Please return the lines of the data that contain "remaining".

····················

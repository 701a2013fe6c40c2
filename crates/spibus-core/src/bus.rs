//! Bus session
//!
//! [`SpiBus`] owns one device, one chip-select setting and one chunk limit
//! behind a single mutex. Every transfer and every reconfiguration holds the
//! lock for its whole duration, so one session can be shared between threads.

use crate::chip_select::{ChipSelect, ChipSelectControl};
use crate::config::BusConfig;
use crate::error::{Error, Result, StagingBuffer};
use crate::transfer::{Chunks, Connector, Descriptor, Transport};

use std::num::NonZeroUsize;
use std::ops::Range;
use std::sync::{Mutex, MutexGuard, PoisonError};

/// Default maximum bytes per primitive transfer
pub const DEFAULT_MAX_TRANSFER_LEN: usize = 4096;

const DEFAULT_LIMIT: NonZeroUsize = match NonZeroUsize::new(DEFAULT_MAX_TRANSFER_LEN) {
    Some(n) => n,
    None => unreachable!(),
};

/// State protected by the session lock
struct Inner<C: Connector> {
    connector: C,
    device: Option<C::Device>,
    chip_select: ChipSelectControl,
    max_transfer_len: NonZeroUsize,
}

/// Lock-guarded SPI bus session
///
/// The session starts closed. Call [`SpiBus::init`] to open the device; it
/// may be called again at any time to close and reopen it.
pub struct SpiBus<C: Connector> {
    inner: Mutex<Inner<C>>,
}

/// Payload of one logical transfer
enum Payload<'a> {
    Write(&'a [u8]),
    Read(&'a mut [u8]),
    Duplex { tx: &'a [u8], rx: &'a mut [u8] },
}

impl Payload<'_> {
    fn len(&self) -> usize {
        match self {
            Self::Write(tx) => tx.len(),
            Self::Read(rx) => rx.len(),
            Self::Duplex { tx, .. } => tx.len(),
        }
    }

    fn descriptor(&mut self, range: Range<usize>) -> Descriptor<'_> {
        match self {
            Self::Write(tx) => Descriptor::write(&tx[range]),
            Self::Read(rx) => Descriptor::read(&mut rx[range]),
            Self::Duplex { tx, rx } => Descriptor::duplex(&tx[range.clone()], &mut rx[range]),
        }
    }
}

impl<C: Connector> SpiBus<C> {
    /// Create a closed session using `connector` to open devices
    pub fn new(connector: C) -> Self {
        Self {
            inner: Mutex::new(Inner {
                connector,
                device: None,
                chip_select: ChipSelectControl::External,
                max_transfer_len: DEFAULT_LIMIT,
            }),
        }
    }

    fn lock(&self) -> MutexGuard<'_, Inner<C>> {
        // Transfers leave no half-updated fields behind, so a panic in
        // another caller does not invalidate the session.
        self.inner.lock().unwrap_or_else(PoisonError::into_inner)
    }

    /// Open and configure the device
    ///
    /// Any previously open device is closed first. On failure the session is
    /// left closed.
    pub fn init(&self, config: &BusConfig) -> Result<()> {
        let mut inner = self.lock();

        if inner.device.take().is_some() {
            log::debug!("spibus: Closed previous device before reopening");
        }

        let device = inner.connector.connect(config)?;
        inner.device = Some(device);

        log::debug!(
            "spibus: Session ready on {} (chunk limit {} bytes)",
            config.device,
            inner.max_transfer_len
        );
        Ok(())
    }

    /// Close the device
    ///
    /// Returns `true` if a device was open.
    pub fn close(&self) -> bool {
        let closed = self.lock().device.take().is_some();
        if closed {
            log::debug!("spibus: Closed device");
        }
        closed
    }

    /// Whether a device is currently open
    pub fn is_open(&self) -> bool {
        self.lock().device.is_some()
    }

    /// Replace the chip-select control
    pub fn set_chip_select(&self, control: ChipSelectControl) {
        self.lock().chip_select = control;
    }

    /// Drive chip-select through `hook` around every logical transfer
    pub fn set_chip_select_hook(&self, hook: impl ChipSelect + 'static) {
        self.set_chip_select(ChipSelectControl::hook(hook));
    }

    /// Leave chip-select to the kernel driver or external hardware
    pub fn clear_chip_select(&self) {
        self.set_chip_select(ChipSelectControl::External);
    }

    /// Set the maximum bytes per primitive transfer
    ///
    /// `0` selects [`DEFAULT_MAX_TRANSFER_LEN`].
    pub fn set_max_transfer_len(&self, len: usize) {
        let limit = NonZeroUsize::new(len).unwrap_or(DEFAULT_LIMIT);
        self.lock().max_transfer_len = limit;
        log::debug!("spibus: Max transfer length set to {} bytes", limit);
    }

    /// Current maximum bytes per primitive transfer
    pub fn max_transfer_len(&self) -> usize {
        self.lock().max_transfer_len.get()
    }

    /// Write `data` to a device without a register address
    pub fn write(&self, data: &[u8]) -> Result<()> {
        if data.is_empty() {
            return Err(Error::EmptyWriteBuffer);
        }
        self.execute(None, Payload::Write(data))
    }

    /// Fill `buf` from a device without a register address
    pub fn read(&self, buf: &mut [u8]) -> Result<()> {
        if buf.is_empty() {
            return Err(Error::EmptyReadBuffer);
        }
        self.execute(None, Payload::Read(buf))
    }

    /// Full-duplex transfer on a device without a register address
    ///
    /// Clocks `max(write.len(), read.len())` bytes. Transmitted bytes past the
    /// end of `write` are zero, and only the first `read.len()` received
    /// bytes are kept.
    pub fn transfer(&self, write: &[u8], read: &mut [u8]) -> Result<()> {
        self.duplex(None, write, read)
    }

    /// Write `data` to register `reg`
    ///
    /// The register byte and the first chunk go out in one primitive call;
    /// later chunks carry payload only.
    pub fn write_reg(&self, reg: u8, data: &[u8]) -> Result<()> {
        if data.is_empty() {
            return Err(Error::EmptyWriteBuffer);
        }
        self.execute(Some(reg), Payload::Write(data))
    }

    /// Read from register `reg` into `buf`
    pub fn read_reg(&self, reg: u8, buf: &mut [u8]) -> Result<()> {
        if buf.is_empty() {
            return Err(Error::EmptyReadBuffer);
        }
        self.execute(Some(reg), Payload::Read(buf))
    }

    /// Full-duplex transfer after sending register `reg`
    pub fn transfer_reg(&self, reg: u8, write: &[u8], read: &mut [u8]) -> Result<()> {
        self.duplex(Some(reg), write, read)
    }

    fn execute(&self, address: Option<u8>, payload: Payload<'_>) -> Result<()> {
        let mut guard = self.lock();
        let inner = &mut *guard;
        let device = inner.device.as_mut().ok_or(Error::NotOpen)?;

        run(
            device,
            &mut inner.chip_select,
            inner.max_transfer_len,
            address,
            payload,
        )
    }

    fn duplex(&self, address: Option<u8>, write: &[u8], read: &mut [u8]) -> Result<()> {
        self.duplex_with(address, write, read, staging)
    }

    fn duplex_with(
        &self,
        address: Option<u8>,
        write: &[u8],
        read: &mut [u8],
        alloc: impl Fn(usize, StagingBuffer) -> Result<Vec<u8>>,
    ) -> Result<()> {
        if write.is_empty() {
            return Err(Error::EmptyWriteBuffer);
        }
        if read.is_empty() {
            return Err(Error::EmptyReadBuffer);
        }

        let mut guard = self.lock();
        let inner = &mut *guard;
        let device = inner.device.as_mut().ok_or(Error::NotOpen)?;

        let len = write.len().max(read.len());
        let mut tx = alloc(len, StagingBuffer::Transmit)?;
        tx[..write.len()].copy_from_slice(write);
        let mut rx = alloc(len, StagingBuffer::Receive)?;

        run(
            device,
            &mut inner.chip_select,
            inner.max_transfer_len,
            address,
            Payload::Duplex {
                tx: &tx,
                rx: &mut rx,
            },
        )?;

        read.copy_from_slice(&rx[..read.len()]);
        Ok(())
    }
}

/// Allocate a zero-filled staging buffer without aborting on failure
fn staging(len: usize, buffer: StagingBuffer) -> Result<Vec<u8>> {
    let mut buf = Vec::new();
    buf.try_reserve_exact(len)
        .map_err(|_| Error::StagingAlloc { buffer, len })?;
    buf.resize(len, 0);
    Ok(buf)
}

/// Run one logical transfer inside a single chip-select window
fn run<T: Transport + ?Sized>(
    device: &mut T,
    chip_select: &mut ChipSelectControl,
    limit: NonZeroUsize,
    address: Option<u8>,
    mut payload: Payload<'_>,
) -> Result<()> {
    chip_select.set(true).map_err(Error::ChipSelectAssert)?;

    let result = pump(device, limit, address, &mut payload);

    match (result, chip_select.set(false)) {
        (Ok(()), Ok(())) => Ok(()),
        (Ok(()), Err(e)) => Err(Error::ChipSelectDeassert(e)),
        (Err(e), Ok(())) => Err(e),
        (Err(e), Err(cs)) => {
            log::warn!("spibus: Chip-select deassert failed after error: {}", cs);
            Err(e)
        }
    }
}

/// Issue one primitive call per chunk
///
/// With an address, the first call is `[address, first chunk]`; every other
/// call carries a single payload descriptor.
fn pump<T: Transport + ?Sized>(
    device: &mut T,
    limit: NonZeroUsize,
    address: Option<u8>,
    payload: &mut Payload<'_>,
) -> Result<()> {
    let total = payload.len();
    let mut remaining = total;

    for chunk in Chunks::new(total, limit) {
        log::trace!(
            "spibus: Chunk {} offset={} len={}",
            chunk.index,
            chunk.offset,
            chunk.len
        );

        let data = payload.descriptor(chunk.range());
        let result = match address {
            Some(reg) if chunk.is_first() => {
                let header = [reg];
                device.transfer(&mut [Descriptor::write(&header), data])
            }
            _ => device.transfer(&mut [data]),
        };

        result.map_err(|source| Error::TransferFailed {
            chunk: chunk.index,
            source,
        })?;
        remaining -= chunk.len;
    }

    if remaining != 0 {
        return Err(Error::Incomplete { remaining });
    }

    Ok(())
}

····················

### Task result
    let mut remaining = total;
        remaining -= chunk.len;
    if remaining != 0 {
        return Err(Error::Incomplete { remaining });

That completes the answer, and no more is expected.